## Task to carry out
A complete response lists each line of the data below that includes the word "EmptyVerb".

## Exercise input

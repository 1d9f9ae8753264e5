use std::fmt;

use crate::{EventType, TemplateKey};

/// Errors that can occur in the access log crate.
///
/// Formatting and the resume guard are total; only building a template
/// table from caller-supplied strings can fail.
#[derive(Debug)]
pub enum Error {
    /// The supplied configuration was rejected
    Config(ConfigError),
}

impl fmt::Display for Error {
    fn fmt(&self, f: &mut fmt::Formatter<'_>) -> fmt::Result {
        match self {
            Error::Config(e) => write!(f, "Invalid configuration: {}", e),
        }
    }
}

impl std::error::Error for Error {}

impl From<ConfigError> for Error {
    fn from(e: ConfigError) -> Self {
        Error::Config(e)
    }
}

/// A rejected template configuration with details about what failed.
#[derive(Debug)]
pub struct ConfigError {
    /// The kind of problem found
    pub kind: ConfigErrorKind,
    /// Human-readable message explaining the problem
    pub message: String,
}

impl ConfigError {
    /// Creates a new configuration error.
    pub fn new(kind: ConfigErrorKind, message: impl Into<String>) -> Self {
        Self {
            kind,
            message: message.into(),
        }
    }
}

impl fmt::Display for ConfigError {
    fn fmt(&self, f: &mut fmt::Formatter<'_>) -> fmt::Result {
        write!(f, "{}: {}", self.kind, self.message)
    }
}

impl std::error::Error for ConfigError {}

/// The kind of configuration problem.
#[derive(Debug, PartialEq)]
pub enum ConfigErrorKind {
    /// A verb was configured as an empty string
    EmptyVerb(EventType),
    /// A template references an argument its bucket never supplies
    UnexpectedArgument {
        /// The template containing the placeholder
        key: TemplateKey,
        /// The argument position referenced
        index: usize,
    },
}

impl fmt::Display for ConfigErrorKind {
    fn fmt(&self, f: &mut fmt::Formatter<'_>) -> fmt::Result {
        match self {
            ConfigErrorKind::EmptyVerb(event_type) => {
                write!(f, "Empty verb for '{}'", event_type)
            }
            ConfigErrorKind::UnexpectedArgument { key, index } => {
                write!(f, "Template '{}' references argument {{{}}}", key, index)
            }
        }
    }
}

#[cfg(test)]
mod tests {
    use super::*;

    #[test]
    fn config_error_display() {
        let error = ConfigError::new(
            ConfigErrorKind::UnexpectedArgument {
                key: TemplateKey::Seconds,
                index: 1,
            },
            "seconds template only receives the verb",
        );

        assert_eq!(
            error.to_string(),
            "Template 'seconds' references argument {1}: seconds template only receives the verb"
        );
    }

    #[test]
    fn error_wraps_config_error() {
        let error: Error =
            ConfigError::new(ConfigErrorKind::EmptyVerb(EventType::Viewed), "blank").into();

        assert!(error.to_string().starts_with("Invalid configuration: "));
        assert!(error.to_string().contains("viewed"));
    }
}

--

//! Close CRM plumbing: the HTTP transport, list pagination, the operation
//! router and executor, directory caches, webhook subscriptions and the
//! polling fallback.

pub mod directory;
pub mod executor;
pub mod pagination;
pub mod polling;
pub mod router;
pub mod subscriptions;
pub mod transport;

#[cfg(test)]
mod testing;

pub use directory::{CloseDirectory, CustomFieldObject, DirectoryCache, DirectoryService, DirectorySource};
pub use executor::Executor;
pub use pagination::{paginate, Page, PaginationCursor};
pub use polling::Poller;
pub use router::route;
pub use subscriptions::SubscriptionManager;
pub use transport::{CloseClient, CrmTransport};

## Solution to this task
    EmptyVerb(EventType),
            ConfigErrorKind::EmptyVerb(event_type) => {
            ConfigError::new(ConfigErrorKind::EmptyVerb(EventType::Viewed), "blank").into();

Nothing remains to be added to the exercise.